In this podcast, Jeff explores the principles of Unconditional Healing with talks, healing practices, and interviews with those who have discovered how to thrive in the face of adversity. He also features guests who are experts or thought leaders in a particular aspect of health and well-being. If you are dealing with an acute or chronic illness, the loss of a loved one or your livelihood, the dissolution of a relationship, or any other adverse circumstance that has you feeling anxious and confused, then this podcast is definitely for you. Especially if you’re looking for a more nuanced, more spiritual way to work with life's inevitable difficulties.
Please note the podcast is currently on hiatus, but all episodes remain available on all the major podcast platforms.
Unconditional Healing with Jeff Rubin
Interview with Toni Bernhard - On the Art and Science of Living with Chronic Illness
Jeff welcomes Toni Bernhard to talk about her journey with chronic illness, the loss of identity and self-blame that inevitably follow, and her dive into writing. To her surprise, that innocent endeavor spawned four Buddhist-inspired books - three on living well with illness and chronic pain, and one on walking the Buddhist path. Two of those books are on the Unconditional Healing recommended reading list.
We begin with Toni’s trip to Paris with her husband in 2001, where she shockingly developed a viral illness that continues to this day and changed her life dramatically. Initially dropping her Buddhist practice to focus on fixing her body, Toni had a “thunderbolt moment” when she consulted with noted Buddhist author Sylvia Boorstein who advised ‘Your body is sick, your mind isn’t sick'. From that moment, Toni related to her illness in a completely different way and her healing journey began in earnest.

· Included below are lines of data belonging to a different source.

//! The process-wide session registry.
//!
//! One live session per chat, each behind its own mutex so sessions
//! never contend with each other. A session that panicked mid-update
//! (poisoned lock) is torn down on next access and reported as
//! [`EngineError::SessionFault`]; its siblings are untouched.

use std::collections::HashMap;
use std::sync::{Arc, Mutex, PoisonError};

use nw_core::{GameConfig, PlayerId};

use crate::engine::Game;
use crate::error::{EngineError, EngineResult};
use crate::session::ChatId;

/// Process-wide map from chat to its one session.
#[derive(Debug, Default)]
pub struct SessionRegistry {
    sessions: Mutex<HashMap<ChatId, Arc<Mutex<Game>>>>,
}

impl SessionRegistry {
    /// An empty registry.
    pub fn new() -> Self {
        Self::default()
    }

    /// Create a session for `chat`. Fails with
    /// [`EngineError::SessionActive`] while a live session exists; an
    /// ended or faulted session is replaced.
    pub fn create(
        &self,
        chat: ChatId,
        admin: PlayerId,
        config: GameConfig,
    ) -> EngineResult<Arc<Mutex<Game>>> {
        let mut sessions = self.lock_map();
        if let Some(existing) = sessions.get(&chat) {
            match existing.lock() {
                Ok(game) if !game.is_over() => return Err(EngineError::SessionActive),
                Ok(_) => {}
                Err(_) => {
                    log::error!("session {chat}: replacing poisoned session");
                }
            }
        }
        let game = Arc::new(Mutex::new(Game::new(chat, admin, config)));
        sessions.insert(chat, Arc::clone(&game));
        log::info!("session {chat}: created");
        Ok(game)
    }

    /// The session handle for `chat`, if one exists.
    pub fn get(&self, chat: ChatId) -> Option<Arc<Mutex<Game>>> {
        self.lock_map().get(&chat).cloned()
    }

    /// Drop the session for `chat`. Returns whether one existed.
    pub fn destroy(&self, chat: ChatId) -> bool {
        let removed = self.lock_map().remove(&chat).is_some();
        if removed {
            log::info!("session {chat}: destroyed");
        }
        removed
    }

    /// Run `f` against the chat's session under its lock.
    ///
    /// Returns [`EngineError::SessionNotFound`] without a session, and
    /// [`EngineError::SessionFault`] (after tearing the session down)
    /// if a previous holder panicked inside the lock.
    pub fn with_session<T>(
        &self,
        chat: ChatId,
        f: impl FnOnce(&mut Game) -> EngineResult<T>,
    ) -> EngineResult<T> {
        let handle = self.get(chat).ok_or(EngineError::SessionNotFound)?;
        let mut game = match handle.lock() {
            Ok(game) => game,
            Err(_) => {
                log::error!("session {chat}: poisoned; tearing down");
                self.destroy(chat);
                return Err(EngineError::SessionFault);
            }
        };
        f(&mut game)
    }

    /// Remove every ended session; returns how many were reaped. The
    /// platform layer calls this after its final-message grace period.
    pub fn reap_ended(&self) -> usize {
        let mut sessions = self.lock_map();
        let before = sessions.len();
        sessions.retain(|_, handle| match handle.lock() {
            Ok(game) => !game.is_over(),
            Err(_) => false,
        });
        before - sessions.len()
    }

    /// Number of registered sessions.
    pub fn len(&self) -> usize {
        self.lock_map().len()
    }

    /// True when no session is registered.
    pub fn is_empty(&self) -> bool {
        self.lock_map().is_empty()
    }

    fn lock_map(&self) -> std::sync::MutexGuard<'_, HashMap<ChatId, Arc<Mutex<Game>>>> {
        // The map itself holds no game invariants; recover from a
        // poisoned guard rather than cascading the panic.
        self.sessions.lock().unwrap_or_else(PoisonError::into_inner)
    }
}

#[cfg(test)]
mod tests {
    use super::*;

    fn config() -> GameConfig {
        GameConfig::default().with_seed(1)
    }

    #[test]
    fn create_get_destroy() {
        let registry = SessionRegistry::new();
        registry.create(ChatId(1), PlayerId(1), config()).unwrap();
        assert!(registry.get(ChatId(1)).is_some());
        assert!(registry.destroy(ChatId(1)));
        assert!(registry.get(ChatId(1)).is_none());
        assert!(!registry.destroy(ChatId(1)));
    }

    #[test]
    fn one_live_session_per_chat() {
        let registry = SessionRegistry::new();
        registry.create(ChatId(1), PlayerId(1), config()).unwrap();
        assert!(matches!(
            registry.create(ChatId(1), PlayerId(2), config()),
            Err(EngineError::SessionActive)
        ));
        // A different chat is independent.
        assert!(registry.create(ChatId(2), PlayerId(1), config()).is_ok());
        assert_eq!(registry.len(), 2);
    }

    #[test]
    fn with_session_requires_a_session() {
        let registry = SessionRegistry::new();
        let result = registry.with_session(ChatId(9), |_| Ok(()));
        assert_eq!(result, Err(EngineError::SessionNotFound));
    }

    #[test]
    fn with_session_runs_under_the_lock() {
        let registry = SessionRegistry::new();
        registry.create(ChatId(1), PlayerId(1), config()).unwrap();
        registry
            .with_session(ChatId(1), |game| game.join(PlayerId(2), "Olena"))
            .unwrap();
        registry
            .with_session(ChatId(1), |game| {
                assert_eq!(game.session().players().len(), 1);
                Ok(())
            })
            .unwrap();
    }

    #[test]
    fn poisoned_session_is_torn_down_alone() {
        let registry = SessionRegistry::new();
        registry.create(ChatId(1), PlayerId(1), config()).unwrap();
        registry.create(ChatId(2), PlayerId(1), config()).unwrap();

        // Poison chat 1's lock by panicking while holding it.
        let handle = registry.get(ChatId(1)).unwrap();
        let _ = std::panic::catch_unwind(std::panic::AssertUnwindSafe(|| {
            let _guard = handle.lock().unwrap();
            panic!("boom");
        }));

        assert_eq!(
            registry.with_session(ChatId(1), |_| Ok(())),
            Err(EngineError::SessionFault)
        );
        assert!(registry.get(ChatId(1)).is_none());
        // The sibling session is untouched.
        assert!(registry.with_session(ChatId(2), |_| Ok(())).is_ok());
    }

    #[test]
    fn reap_removes_only_ended_sessions() {
        let registry = SessionRegistry::new();
        registry.create(ChatId(1), PlayerId(1), config()).unwrap();
        registry.create(ChatId(2), PlayerId(1), config()).unwrap();
        assert_eq!(registry.reap_ended(), 0);
        assert_eq!(registry.len(), 2);
    }
}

She began to write as a way of checking in and touching her own pain, but Toni soon found that her writings had a universal value that would become her first book, How to Be Sick. In that book, Toni calls upon Buddhist teachings and resources as her guide, while also developing her own unique approach and practices to benefit those who are ill.
Some of the many gems from Toni that were “mined” in this episode:
Compassion as an antidote to suffering - “What I recommend that people do is to focus on the actual facts in their life that are the source of suffering and bring compassion to it by crafting phrases that address that. I have found nothing alleviates suffering more than being able to speak, silently or whispering, to yourself about whatever is a source of suffering for you at the moment.”
On working with the medical system - “What I recommend about any kind of illness is gather information. Instead of just grabbing at the first thing you hear and then shutting down around it.”
The loss of self-identity that accompanies a serious illness - “I would lie in bed and say, ‘if I’m not a law professor, who am I?’ I just felt worthless. And it’s interesting that what I learned from that is not to attach to any identity.”
The present moment as a refuge – “When you bring yourself to the present, there’s no suffering, even if you’re in pain there’s no suffering. Because all there is, is what you’re experiencing right now.”
Thoughts on death and dying - “One thing the Buddha taught me was to rely on my experience. And I don’t have experience of it (dying). I think it can be comforting for people to believe that there’s a continuation of some sort at death and I think that’s wonderful, but I can’t force that on myself, so I’m left with ’I don’t know', and trying to be ok with that.”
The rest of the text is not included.